First, almost no workout routines -- or animated talk about them. Nautilus? Nordic Track? Yoga pants? From roughly 50 programs, I can recall only one, in fact -- a rather humorous scene in an Istanbul health club that doubles as a drug depot. There is a bit of jogging, just a bit -- none in Italy. The Italians do do some swimming (Montalbano) and are pictured hauling cases of wine up steep cellar stairs with uncanny frequency. Kale appears nowhere on the menu; and vegan or gluten are words unspoken. Speaking of food, almost all of these characters actually sit down to eat lunch, albeit the main protagonist tends to lose an appetite when on the heels of a particularly elusive villain. Oblique references to cholesterol levels occur on but two occasions. Those omnipresent little containers of yoghurt are considered unworthy of camera time.

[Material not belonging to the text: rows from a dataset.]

//! Issue, validate and track 27-digit payment capture lines.
//!
//! The [`line::Codec`] turns a [`line::LineRequest`] into a checksummed
//! [`line::CaptureLine`] and parses candidate codes back into their fields.
//! [`lifecycle`] defines the only legal state changes of an issued line, and
//! [`service::LineService`] drives both against a [`store::LineStore`].

pub mod calendar;
pub mod checksum;
pub mod config;
pub mod error;
pub mod field;
pub mod lifecycle;
pub mod line;
pub mod record;
pub mod service;
pub mod store;
pub mod utils;

pub use config::{CaptureConfig, OverflowPolicy};
pub use error::{CaptureError, ConfigError, LedgerError};
pub use lifecycle::{LineEvent, LineState};
pub use line::{CaptureLine, Codec, DecodedLine, LineRequest};
//! Utility functions for identifiers

use bech32::Bech32m;
use uuid7::uuid7;

/// Human-readable prefix carried by batch identifiers.
pub const BATCH_HRP: &str = "batch_";

// construct a time-ordered id for a batch of pre-generated lines, encoded using bech32
pub fn new_batch_id() -> anyhow::Result<String> {
    let hrp = bech32::Hrp::parse(BATCH_HRP)?;
    let encode = bech32::encode::<Bech32m>(hrp, uuid7().as_bytes())?;
    Ok(encode)
}
use std::collections::HashMap;

lazy_static! {
    /// Error codes documented by libindy, keyed by the numeric value the
    /// library reports across its binding boundary.
    ///
    /// The table is fixed at build time; picking up a newly documented code
    /// is a data-only change.
    pub static ref INDY_ERROR_NAMES: HashMap<u32, &'static str> = {
        let mut names = HashMap::new();
        // Common errors
        names.insert(100, "CommonInvalidParam1");
        names.insert(101, "CommonInvalidParam2");
        names.insert(102, "CommonInvalidParam3");
        names.insert(103, "CommonInvalidParam4");
        names.insert(104, "CommonInvalidParam5");
        names.insert(105, "CommonInvalidParam6");
        names.insert(106, "CommonInvalidParam7");
        names.insert(107, "CommonInvalidParam8");
        names.insert(108, "CommonInvalidParam9");
        names.insert(109, "CommonInvalidParam10");
        names.insert(110, "CommonInvalidParam11");
        names.insert(111, "CommonInvalidParam12");
        names.insert(112, "CommonInvalidState");
        names.insert(113, "CommonInvalidStructure");
        names.insert(114, "CommonIOError");
        names.insert(115, "CommonInvalidParam13");
        names.insert(116, "CommonInvalidParam14");
        // Wallet errors
        names.insert(200, "WalletInvalidHandle");
        names.insert(201, "WalletUnknownTypeError");
        names.insert(202, "WalletTypeAlreadyRegisteredError");
        names.insert(203, "WalletAlreadyExistsError");
        names.insert(204, "WalletNotFoundError");
        names.insert(205, "WalletIncompatiblePoolError");
        names.insert(206, "WalletAlreadyOpenedError");
        names.insert(207, "WalletAccessFailed");
        names.insert(208, "WalletInputError");
        names.insert(209, "WalletDecodingError");
        names.insert(210, "WalletStorageError");
        names.insert(211, "WalletEncryptionError");
        names.insert(212, "WalletItemNotFound");
        names.insert(213, "WalletItemAlreadyExists");
        names.insert(214, "WalletQueryError");
        // Pool and ledger errors
        names.insert(300, "PoolLedgerNotCreatedError");
        names.insert(301, "PoolLedgerInvalidPoolHandle");
        names.insert(302, "PoolLedgerTerminated");
        names.insert(303, "LedgerNoConsensusError");
        names.insert(304, "LedgerInvalidTransaction");
        names.insert(305, "LedgerSecurityError");
        names.insert(306, "PoolLedgerConfigAlreadyExistsError");
        names.insert(307, "PoolLedgerTimeout");
        names.insert(308, "PoolIncompatibleProtocolVersion");
        names.insert(309, "LedgerNotFound");
        // Anoncreds errors
        names.insert(400, "AnoncredsRevocationRegistryFullError");
        names.insert(401, "AnoncredsInvalidUserRevocId");
        names.insert(404, "AnoncredsMasterSecretDuplicateNameError");
        names.insert(405, "AnoncredsProofRejected");
        names.insert(406, "AnoncredsCredentialRevoked");
        names.insert(407, "AnoncredsCredDefAlreadyExistsError");
        // Crypto errors
        names.insert(500, "UnknownCryptoTypeError");
        // DID errors
        names.insert(600, "DidAlreadyExistsError");
        // Payment errors
        names.insert(700, "PaymentUnknownMethodError");
        names.insert(701, "PaymentIncompatibleMethodsError");
        names.insert(702, "PaymentInsufficientFundsError");
        names.insert(703, "PaymentSourceDoesNotExistError");
        names.insert(704, "PaymentOperationNotSupportedError");
        names.insert(705, "PaymentExtraFundsError");
        names.insert(706, "TransactionNotAllowedError");
        names
    };
}

pub fn error_name(code: u32) -> Option<&'static str> {
    INDY_ERROR_NAMES.get(&code).copied()
}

A few other features of contemporary American life are missing from the dialogue. I cannot recall the word "consultant' being uttered once. In the face of this amazing reality, one can only wonder how ****-kid 21 year old graduates from elite European universities manage to get that first critical foothold on the ladder of financial excess. Something else is lacking in the organizational culture of police departments, high-powered real estate operations, environmental NGOs or law firms: formal evaluations. In those retro environments, it all turns on long-standing personal ties, budgetary appropriations and actual accomplishment -- not graded memo writing skills. Moreover, the abrupt firing of professionals is a surprising rarity. No wonder Europe is lagging so far behind in the league table of billionaires produced annually and on-the-job suicides

Then, there is that staple of all American conversation -- real estate prices. They crop up very rarely -- and then only when retirement is the subject. Admittedly, that is a pretty boring subject for a tense crime drama -- however compelling it is for academics, investors, lawyers and doctors over here. Still, it fits a pattern.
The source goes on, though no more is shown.